When a proposal such as the Ballast Water Cycling proposal before this NationStates UN, there is a short-term cost of implementing the resolution. But rarely does the debate move on to ask more important questions:
Q: What is the long-term cost associated with invasive species?
Excerpt taken from the editoral:
http://www.plant-talk.org/stories/24edit.html
"Invasive species are an expensive addition to any ecosystem. The results are species loss, as in Mauritian forests which have been overwhelmed by Guava, and loss of ecosystem services. In the Sacramento Valley watershed of California, the invasive Mediterranean star thistle Centaurea solstitialis has led to a decline in available water valued at $16-56 million a year. And in the Cape region of South Africa, plantations of exotic pine have raised the cost of water by nearly 30%. These are serious figures that should grab the attention of any policy-maker."
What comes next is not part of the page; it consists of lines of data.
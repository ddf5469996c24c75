//! Prometheus metrics

use crate::config::MonitoringConfig;
use prometheus::{Histogram, HistogramOpts, IntCounter, IntCounterVec, IntGauge, Opts, Registry};
use std::sync::LazyLock;
use tokio::task::JoinHandle;
use tracing::{error, info};

/// Global metrics registry
static REGISTRY: LazyLock<Registry> = LazyLock::new(Registry::new);

/// Process-wide metric handles
pub static METRICS: LazyLock<Metrics> = LazyLock::new(Metrics::new);

/// Metrics struct
pub struct Metrics {
    // Counters
    pub frames_sent: IntCounter,
    pub frames_received: IntCounter,
    pub auth_outcomes: IntCounterVec,
    pub edge_evictions: IntCounter,
    pub dispatch_errors: IntCounterVec,

    // Gauges
    pub registered_edges: IntGauge,
    pub snapshot_version: IntGauge,
    pub active_sessions: IntGauge,

    // Histograms
    pub dispatch_duration: Histogram,
}

impl Metrics {
    pub fn new() -> Self {
        let frames_sent = IntCounter::with_opts(Opts::new(
            "chorus_frames_sent_total",
            "Total number of frames sent",
        ))
        .unwrap();

        let frames_received = IntCounter::with_opts(Opts::new(
            "chorus_frames_received_total",
            "Total number of frames received",
        ))
        .unwrap();

        let auth_outcomes = IntCounterVec::new(
            Opts::new(
                "chorus_auth_outcomes_total",
                "Authentication outcomes by source (session, cache, backend, fallback, rejected)",
            ),
            &["source"],
        )
        .unwrap();

        let edge_evictions = IntCounter::with_opts(Opts::new(
            "chorus_edge_evictions_total",
            "Edge nodes evicted for missing heartbeats",
        ))
        .unwrap();

        let dispatch_errors = IntCounterVec::new(
            Opts::new("chorus_dispatch_errors_total", "Rejected client commands by error code"),
            &["code"],
        )
        .unwrap();

        let registered_edges = IntGauge::with_opts(Opts::new(
            "chorus_registered_edges",
            "Number of registered edge nodes",
        ))
        .unwrap();

        let snapshot_version = IntGauge::with_opts(Opts::new(
            "chorus_acl_snapshot_version",
            "Version of the ACL snapshot currently in force",
        ))
        .unwrap();

        let active_sessions = IntGauge::with_opts(Opts::new(
            "chorus_active_sessions",
            "Number of connected client sessions",
        ))
        .unwrap();

        let dispatch_duration = Histogram::with_opts(
            HistogramOpts::new("chorus_dispatch_duration_seconds", "Client command duration in seconds")
                .buckets(vec![0.0005, 0.001, 0.005, 0.01, 0.05, 0.1, 0.5, 1.0, 5.0]),
        )
        .unwrap();

        // Register metrics
        REGISTRY.register(Box::new(frames_sent.clone())).ok();
        REGISTRY.register(Box::new(frames_received.clone())).ok();
        REGISTRY.register(Box::new(auth_outcomes.clone())).ok();
        REGISTRY.register(Box::new(edge_evictions.clone())).ok();
        REGISTRY.register(Box::new(dispatch_errors.clone())).ok();
        REGISTRY.register(Box::new(registered_edges.clone())).ok();
        REGISTRY.register(Box::new(snapshot_version.clone())).ok();
        REGISTRY.register(Box::new(active_sessions.clone())).ok();
        REGISTRY.register(Box::new(dispatch_duration.clone())).ok();

        Self {
            frames_sent,
            frames_received,
            auth_outcomes,
            edge_evictions,
            dispatch_errors,
            registered_edges,
            snapshot_version,
            active_sessions,
            dispatch_duration,
        }
    }
}

impl Default for Metrics {
    fn default() -> Self {
        Self::new()
    }
}

/// Render the registry in the Prometheus text format
pub fn render() -> Vec<u8> {
    use prometheus::Encoder;

    LazyLock::force(&METRICS);
    let encoder = prometheus::TextEncoder::new();
    let mut buffer = Vec::new();
    if let Err(e) = encoder.encode(&REGISTRY.gather(), &mut buffer) {
        error!("Failed to encode metrics: {}", e);
    }
    buffer
}

/// Start Prometheus metrics server
pub fn start_server(config: &MonitoringConfig) -> JoinHandle<()> {
    let bind = config.prometheus_bind;
    let enabled = config.prometheus_enabled;

    tokio::spawn(async move {
        if !enabled {
            info!("Prometheus metrics disabled");
            return;
        }

        use bytes::Bytes;
        use http_body_util::Full;
        use hyper::{Response, server::conn::http1, service::service_fn};
        use hyper_util::rt::TokioIo;

        let listener = match tokio::net::TcpListener::bind(bind).await {
            Ok(l) => l,
            Err(e) => {
                error!("Failed to bind metrics server: {}", e);
                return;
            }
        };

        info!("Prometheus metrics server listening on {}", bind);

        loop {
            let (stream, _) = match listener.accept().await {
                Ok(r) => r,
                Err(e) => {
                    error!("Metrics accept error: {}", e);
                    continue;
                }
            };

            let io = TokioIo::new(stream);

            tokio::spawn(async move {
                let service = service_fn(|_req| async {
                    let mut response = Response::new(Full::new(Bytes::from(render())));
                    response.headers_mut().insert(
                        hyper::header::CONTENT_TYPE,
                        hyper::header::HeaderValue::from_static("text/plain; version=0.0.4"),
                    );
                    Ok::<_, std::convert::Infallible>(response)
                });

                if let Err(e) = http1::Builder::new().serve_connection(io, service).await {
                    error!("Metrics connection error: {}", e);
                }
            });
        }
    })
}

#[cfg(test)]
mod tests {
    use super::*;

    #[test]
    fn test_render_contains_registered_families() {
        METRICS.auth_outcomes.with_label_values(&["cache"]).inc();
        METRICS.dispatch_errors.with_label_values(&["validation_error"]).inc();

        let text = String::from_utf8(render()).unwrap();
        assert!(text.contains("chorus_auth_outcomes_total{source=\"cache\"}"));
        assert!(text.contains("chorus_dispatch_errors_total{code=\"validation_error\"}"));
        assert!(text.contains("chorus_registered_edges"));
    }
}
Excerpt taken from Scientific American:
http://www.sciam.com/article.cfm?articleID=0002DE3A-E57F-1CD1-B4A8809EC588EEDF
The benefits of many imported species are clear. Ninety-eight percent of the U.S. food supply comes from such introduced species as wheat, rice, domestic cattle and poultry, with a value of more than $500 billion a year. But plants such as purple loosestrife; invertebrates like the zebra mussels and gypsy moths; mammals, including rats, feral cats and pigs; and microbes like the AIDS virus are hardly so benign. A team of researchers from Cornell University, headed by ecologist David Pimentel, estimates that their depredations cost at least $123 billion a year in economic losses.
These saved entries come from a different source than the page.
impl RpcConnection {
    pub(crate) async fn connect(config: &TransportConfig) -> Result<Self, TransportError> {
        let addr = config.resolve().await?;
        let rpc = &config.rpc;

        let tcp = TcpStream::connect(addr)
            .await
            .map_err(|e| TransportError::Connect(format!("{}: {}", addr, e)))?;
        tcp.set_nodelay(true)?;

        let connector = TlsConnector::from(Arc::new(tls::client_config(&config.tls, &[ALPN_H2])?));
        let stream = connector
            .connect(tls::server_name(config.server_name())?, tcp)
            .await
            .map_err(|e| TransportError::TlsHandshake(e.to_string()))?;
        let peer_fingerprint = tls::peer_fingerprint(stream.get_ref().1.peer_certificates());

        let (sender, connection) = hyper::client::conn::http2::Builder::new(TokioExecutor::new())
            .handshake::<_, Full<Bytes>>(TokioIo::new(stream))
            .await
            .map_err(|e| TransportError::TlsHandshake(e.to_string()))?;

        let closed = CancellationToken::new();
        tokio::spawn({
            let closed = closed.clone();
            async move {
                tokio::select! {
                    result = connection => {
                        if let Err(e) = result {
                            debug!("RPC connection ended: {}", e);
                        }
                    }
                    _ = closed.cancelled() => {}
                }
                closed.cancel();
            }
        });

        let authority = format!("{}:{}", config.server_name(), addr.port());
        let subscribe = Request::builder()
            .method(Method::POST)
            .uri(format!("https://{}{}", authority, SUBSCRIBE_PATH))
            .body(Full::new(Bytes::new()))
            .map_err(|e| TransportError::Config(e.to_string()))?;

        // A rejected client certificate only surfaces once the first
        // request hits the wire.
        let mut subscriber = sender.clone();
        let response = match subscriber.send_request(subscribe).await {
            Ok(response) => response,
            Err(e) => {
                closed.cancel();
                return Err(TransportError::TlsHandshake(e.to_string()));
            }
        };
        if response.status() != StatusCode::OK {
            closed.cancel();
            return Err(TransportError::Connect(format!(
                "subscribe rejected with {}",
                response.status()
            )));
        }

        let (inbound_tx, inbound_rx) = mpsc::channel(rpc.max_concurrent_streams as usize);
        tokio::spawn(pump_stream(
            response.into_body(),
            inbound_tx,
            rpc.max_recv_message_size,
            closed.clone(),
        ));

        info!("RPC link established to {}", addr);
        Ok(Self {
            role: Role::Caller {
                sender,
                calls: Arc::new(Semaphore::new(rpc.max_concurrent_streams as usize)),
                call_uri: format!("https://{}{}", authority, CALL_PATH),
                call_timeout: Duration::from_millis(rpc.call_timeout_ms),
            },
            inbound: Mutex::new(inbound_rx),
            closed,
            peer_addr: addr,
            peer_fingerprint,
            max_send: rpc.max_send_message_size,
        })
    }

    fn serve(
        stream: tokio_rustls::server::TlsStream<TcpStream>,
        peer_addr: SocketAddr,
        rpc: &RpcConfig,
    ) -> Self {
        let peer_fingerprint = tls::peer_fingerprint(stream.get_ref().1.peer_certificates());
        let closed = CancellationToken::new();
        let queue = rpc.max_concurrent_streams as usize;
        let (inbound_tx, inbound_rx) = mpsc::channel(queue);
        let (outbound_tx, outbound_rx) = mpsc::channel(queue);

        let responder = Arc::new(Responder {
            inbound: inbound_tx,
            outbound: parking_lot::Mutex::new(Some(outbound_rx)),
            max_recv: rpc.max_recv_message_size,
            closed: closed.clone(),
        });
        let service = hyper::service::service_fn(move |request| {
            let responder = responder.clone();
            async move { Ok::<_, Infallible>(responder.handle(request).await) }
        });

        // One extra stream for the subscription
        let connection = hyper::server::conn::http2::Builder::new(TokioExecutor::new())
            .max_concurrent_streams(rpc.max_concurrent_streams + 1)
            .serve_connection(TokioIo::new(stream), service);

        tokio::spawn({
            let closed = closed.clone();
            async move {
                tokio::select! {
                    result = connection => {
                        if let Err(e) = result {
                            debug!("RPC connection from {} ended: {}", peer_addr, e);
                        }
                    }
                    _ = closed.cancelled() => {}
                }
                closed.cancel();
            }
        });

        Self {
            role: Role::Responder {
                outbound: outbound_tx,
            },
            inbound: Mutex::new(inbound_rx),
            closed,
            peer_addr,
            peer_fingerprint,
            max_send: rpc.max_send_message_size,
        }
    }

    pub fn peer_addr(&self) -> SocketAddr {
        self.peer_addr
    }

    pub fn peer_fingerprint(&self) -> Option<&str> {
        self.peer_fingerprint.as_deref()
    }

    pub async fn send(&self, frame: Bytes) -> Result<(), TransportError> {
        if frame.len() > self.max_send {
            return Err(TransportError::MessageTooLarge {
                size: frame.len(),
                max: self.max_send,
            });
        }

        match &self.role {
            Role::Caller {
                sender,
                calls,
                call_uri,
                call_timeout,
            } => {
                self.call(sender, calls, call_uri, *call_timeout, frame)
                    .await
            }
            Role::Responder { outbound } => tokio::select! {
                biased;
                _ = self.closed.cancelled() => Err(TransportError::StreamClosed),
                sent = outbound.send(frame) => sent.map_err(|_| TransportError::StreamClosed),
            },
        }
    }

    async fn call(
        &self,
        sender: &SendRequest<Full<Bytes>>,
        calls: &Semaphore,
        call_uri: &str,
        call_timeout: Duration,
        frame: Bytes,
    ) -> Result<(), TransportError> {
        let size = frame.len();
        let _permit = tokio::select! {
            biased;
            _ = self.closed.cancelled() => return Err(TransportError::StreamClosed),
            permit = calls.acquire() => permit.map_err(|_| TransportError::StreamClosed)?,
        };

        let request = Request::builder()
            .method(Method::POST)
            .uri(call_uri)
            .body(Full::new(frame))
            .map_err(|e| TransportError::Config(e.to_string()))?;

        let mut sender = sender.clone();
        let exchange = async {
            sender.ready().await?;
            sender.send_request(request).await
        };

        let response = tokio::select! {
            biased;
            _ = self.closed.cancelled() => return Err(TransportError::StreamClosed),
            response = tokio::time::timeout(call_timeout, exchange) => response,
        };

        match response {
            Err(_) => {
                warn!("RPC call to {} timed out after {:?}", self.peer_addr, call_timeout);
                self.closed.cancel();
                Err(TransportError::StreamClosed)
            }
            Ok(Err(e)) => {
                debug!("RPC call to {} failed: {}", self.peer_addr, e);
                self.closed.cancel();
                Err(TransportError::StreamClosed)
            }
            Ok(Ok(response)) => match response.status() {
                StatusCode::OK => Ok(()),
                StatusCode::PAYLOAD_TOO_LARGE => {
                    let max = response
                        .headers()
                        .get(MAX_MESSAGE_HEADER)
                        .and_then(|v| v.to_str().ok())
                        .and_then(|v| v.parse().ok())
                        .unwrap_or(0);
                    Err(TransportError::MessageTooLarge { size, max })
                }
                status => {
                    self.closed.cancel();
                    Err(TransportError::Connect(format!("call rejected with {}", status)))
                }
            },
        }
    }

    pub async fn receive(&self) -> Result<Bytes, TransportError> {
        let mut inbound = tokio::select! {
            biased;
            _ = self.closed.cancelled() => return Err(TransportError::StreamClosed),
            inbound = self.inbound.lock() => inbound,
        };

        tokio::select! {
            biased;
            _ = self.closed.cancelled() => Err(TransportError::StreamClosed),
            frame = inbound.recv() => frame.ok_or_else(|| {
                self.closed.cancel();
                TransportError::StreamClosed
            }),
        }
    }

    pub async fn close(&self) {
        self.closed.cancel();
    }

    pub fn is_closed(&self) -> bool {
        self.closed.is_cancelled()
    }

    pub async fn closed(&self) {
        self.closed.cancelled().await
    }
}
An imported species is something brought in on purpose. An invasive species is an unwelcomed addition to an ecosystem. I might throw a few more links down, but there really is ZERO debate that I've seen as to the dangers of invasive species.
But from the same article the following point is worth considering:
If anything, the estimates made in the damage assessment study, Environmental and Economic Costs Associated with Non-indigenous Species in the United States, are conservative. More than 40 percent of species on the U.S. Department of the Interior's endangered or threatened species lists are at risk primarily because of non-indigenous species--and a pricetag cannot be placed on their loss.
I tend to agree with this view. We really can't accurately forecast the costs of what will be lost for a few major reasons, the least of which includes, who knows what the value of an indigenous species will be in the future?
But the risk is not limited to animals killing animals. Invasive species include rats and vermin.
Meanwhile, rats, which probably arrived in the continental U.S. as stowaways on ships, now have an estimated population in the billions. On farms each rat is estimated to destroy grain and other goods worth $15 a year. In urban and suburban areas there is roughly one rat for every human. These rats cause fires by gnawing on electric wires, polluting foodstuffs and carrying diseases such as salmonellosis and leptospirosis.
That $15 / year is per rat, which the paper is estimating there are billions of. Worse yet, rats are known carriers of viruses which can effect human populations. Though rats aren't trasnfered in ballast water, years ago they did travel and spread through port cities. The Black Death was spread to human populations via rats (and in the cases of Norway and England) via shipping.
Evidence: http://www.insecta-inspecta.com/fleas/bdeath/Path.html
But keeping to the topic at hand, the cost of invasive marine species please consider the following: http://www.ortepa.org/pages/ei19.htm
The European featherduster worm (Sabella spallanzanii) was introduced into Australian waters likely as a fouling organism on ship hulls. The worm forms large mats that smother other sea life and it competes for food with native species. In Port Phillip Bay, near Melbourne, Victoria, it poses a major threat to the local scallop industry, which is worth an estimated A$15 million annually (~ $11 million/US) (Bonny 1995).
The comb jelly (Mnemiopsis leidyi), introduced to the Black Sea via the shipping industry in the early 1980s, now comprises up to 95% of the biomass in the Black Sea (CSIRO 1998). It feeds on zooplankton, eggs and fish larvae. The comb jelly reduced the anchovy fisheries from hundreds of thousands of tons to tens of thousands; thus, collapsing a fishery worth US$250 million/year (Harbison and Volovik 1994)
There have been global increases in "red tides" (toxic dinoflagellates or harmful algal blooms) over the past 20 years. Many of these species have been introduced by ballast water exchange (Bolch and Hallegraeff 1994, Carlton 1994). The dinoflagellates can produce toxins that can cause paralysis and sometimes death in humans who eat affected shellfish. Because of these adverse affects, shellfish harvesting has been closed down several times in areas worldwide. The economic impacts of harmful algal blooms can be significant. For example, a single outbreak of paralytic shellfish poisoning in Maine, US cost an estimated US$6 million in 1980 (Shumway et al. 1988).
I could share more costs, but the web has all you need to see. The facts are clear that this is a huge problem. A small handful of nations complain that this is a tax or unfair burden placed on them, but that is not true. If they aren't relying upon international shipping, naturally the costs of their shipped products will in fact decrease relative to imports. Landlocked nations actually stand to gain if there really is a significant cost to international shipping.
But I'm convinced there is not. Here is why. The time it takes to cycle ballast water is relative short compared with the length of the trip. The locations a captain can choose to cycle ballast water are nearly as extensive as the oceans themselves (they include over 80% of the oceans) - a conservative estimate assuming that the continental margins are about 21% of the oceans.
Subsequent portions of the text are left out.